A child with spondyloepiphyseal dysplasia congenita was shown to be heterozygous for a mutation of the COL2A1 gene that encodes the alpha 1 (II) chain of type II collagen. The alpha 1 (II) chains extracted from cartilage contained disulfide-bonded dimeric and trimeric alpha 1 (II) chains. Carboxymethylation confirmed that some of the type II collagen chains contained cysteine residues that are not normally present in alpha 1 (II) chains. Cyanogen bromide peptide mapping showed that the abnormal cysteine residue was located in the alpha 1 (II) CB10.5 peptide.
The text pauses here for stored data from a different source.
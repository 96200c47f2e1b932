//! JSON wire protocol for the real-time surface.
//!
//! Frames are text messages of the form `{"event": "...", "data": {...}}`.
//! Inbound frames are dispatched to the live coordinator, the signaling
//! relay, or the conv room registry. A frame that fails to parse is logged
//! and dropped — one bad client message must never disturb other connections.

use serde::{Deserialize, Serialize};

use crate::live::{coordinator, signaling, StreamKind};
use crate::state::AppState;

/// Inbound events, tagged by name.
#[derive(Debug, Clone, Deserialize)]
#[serde(
    tag = "event",
    content = "data",
    rename_all = "snake_case",
    rename_all_fields = "camelCase"
)]
pub enum ClientEvent {
    /// Subscribe this connection to a chat conv room.
    JoinConv { conv: String },

    /// Start broadcasting. The calling connection becomes the broadcaster.
    StartLive {
        title: String,
        live_type: StreamKind,
        user_name: String,
        #[serde(default)]
        user_role: String,
    },
    /// Enroll as a viewer of the live room.
    JoinLive {
        user_name: String,
        #[serde(default)]
        user_role: String,
    },
    /// Query for an active session; enrolls the caller if one exists.
    CheckLive {},
    /// End the session (broadcaster only; otherwise a no-op).
    StopLive {},
    /// Leave the live room explicitly.
    LeaveLive {},

    /// Broadcaster -> viewer peer-connection offer.
    WebrtcOffer {
        offer: serde_json::Value,
        target_id: String,
    },
    /// Viewer -> broadcaster peer-connection answer.
    WebrtcAnswer {
        answer: serde_json::Value,
        streamer_id: String,
    },
    /// ICE candidate exchange, either direction.
    IceCandidate {
        candidate: serde_json::Value,
        target_id: String,
    },

    /// Emoji reaction fanned out to the live room.
    LiveReaction { emoji: String, user_name: String },
    /// Chat comment fanned out to the live room, timestamped server-side.
    LiveComment {
        text: String,
        user_name: String,
        #[serde(default)]
        user_role: String,
    },
}

/// Outbound events, tagged by name.
#[derive(Debug, Clone, Serialize)]
#[serde(
    tag = "event",
    content = "data",
    rename_all = "snake_case",
    rename_all_fields = "camelCase"
)]
pub enum ServerEvent {
    /// Sent once on attach; carries the server-assigned connection id.
    Connected { conn_id: String },

    // Feed
    NewPost(serde_json::Value),
    DeletePost { post_id: String },
    UpdateLikes { post_id: String, likes: Vec<String> },
    NewComment {
        post_id: String,
        comment: serde_json::Value,
    },

    // Chat
    NewMessage(serde_json::Value),
    UpdateReactions {
        msg_id: String,
        reactions: serde_json::Value,
    },

    // Events
    NewEvent(serde_json::Value),
    UpdateEvent {
        id: String,
        participants: Vec<String>,
    },
    DeleteEvent { event_id: String },

    // Polls
    NewPoll(serde_json::Value),
    UpdatePoll(serde_json::Value),
    DeletePoll { poll_id: String },

    // Notifications
    NewNotif(serde_json::Value),

    // Live lifecycle
    LiveStarted {
        title: String,
        live_type: StreamKind,
        viewer_count: usize,
    },
    LiveInfo {
        title: String,
        live_type: StreamKind,
        viewer_count: usize,
    },
    ViewerCount { count: usize },
    ViewerJoined { viewer_id: String, name: String },
    ViewerLeft { viewer_id: String },
    LiveEnded,
    NoLive,
    LiveReaction { emoji: String, user_name: String },
    LiveComment {
        text: String,
        user_name: String,
        user_role: String,
        time: String,
    },

    // Signaling relay (all unicast)
    WebrtcOffer {
        offer: serde_json::Value,
        streamer_id: String,
    },
    WebrtcAnswer {
        answer: serde_json::Value,
        viewer_id: String,
    },
    IceCandidate {
        candidate: serde_json::Value,
        from_id: String,
    },
}

/// Decode a client frame. Clients may omit `data` (or send null) for events
/// that carry no payload; both forms decode to the same variant as an empty
/// `data: {}`.
fn decode_client_event(text: &str) -> Result<ClientEvent, serde_json::Error> {
    let mut value: serde_json::Value = serde_json::from_str(text)?;
    if let Some(frame) = value.as_object_mut() {
        let data = frame
            .entry("data")
            .or_insert(serde_json::Value::Null);
        if data.is_null() {
            *data = serde_json::Value::Object(serde_json::Map::new());
        }
    }
    serde_json::from_value(value)
}

/// Handle an incoming text frame: decode and dispatch.
pub fn handle_text_message(text: &str, state: &AppState, conn_id: &str) {
    let event = match decode_client_event(text) {
        Ok(event) => event,
        Err(e) => {
            tracing::warn!(
                conn_id = %conn_id,
                error = %e,
                "Failed to decode client event"
            );
            return;
        }
    };

    dispatch_event(event, state, conn_id);
}

/// Dispatch a decoded event to the appropriate handler.
fn dispatch_event(event: ClientEvent, state: &AppState, conn_id: &str) {
    match event {
        ClientEvent::JoinConv { conv } => {
            crate::ws::join_room(&state.rooms, &conv, conn_id);
            tracing::debug!(conn_id = %conn_id, conv = %conv, "Joined conv room");
        }

        ClientEvent::StartLive {
            title,
            live_type,
            user_name,
            user_role: _,
        } => coordinator::handle_start_live(state, conn_id, title, live_type, &user_name),
        ClientEvent::JoinLive {
            user_name,
            user_role,
        } => coordinator::handle_join_live(state, conn_id, &user_name, &user_role),
        ClientEvent::CheckLive {} => coordinator::handle_check_live(state, conn_id),
        ClientEvent::StopLive {} => coordinator::handle_stop_live(state, conn_id),
        ClientEvent::LeaveLive {} => coordinator::handle_leave_live(state, conn_id),

        ClientEvent::WebrtcOffer { offer, target_id } => {
            signaling::relay_offer(state, conn_id, offer, &target_id)
        }
        ClientEvent::WebrtcAnswer { answer, streamer_id } => {
            signaling::relay_answer(state, conn_id, answer, &streamer_id)
        }
        ClientEvent::IceCandidate {
            candidate,
            target_id,
        } => signaling::relay_ice_candidate(state, conn_id, candidate, &target_id),

        ClientEvent::LiveReaction { emoji, user_name } => {
            coordinator::handle_live_reaction(state, &emoji, &user_name)
        }
        ClientEvent::LiveComment {
            text,
            user_name,
            user_role,
        } => coordinator::handle_live_comment(state, &text, &user_name, &user_role),
    }
}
Amplification products of the corresponding region of alpha 1 (II) cDNA prepared from cultured dermal fibroblasts were shown by chemical cleavage and single strand conformation polymorphism analyses to contain a sequence anomaly. DNA sequencing showed a transition of C2913T in exon 41 of one allele of the COL2A1 gene resulting in the substitution of arginine 789 by cysteine in the alpha 1 (II) chain. The mutation resulted in the loss of a MaeII cleavage site that was used to confirm that the proband was heterozygous for the mutation and that neither parent showed evidence of the mutation. The type II collagen extracted from cartilage and from chondrocytes cultured in alginate beads showed similar characteristics. Approximately a third of the type II collagen chains were mutant, and the secretion of molecules containing mutant chains was impaired. The thermal stability of the collagen extracted from cartilage was normal. This study confirmed the importance of dominant negative mutations of the COL2A1 gene in producing the spondyloepiphyseal dysplasia congenita phenotype.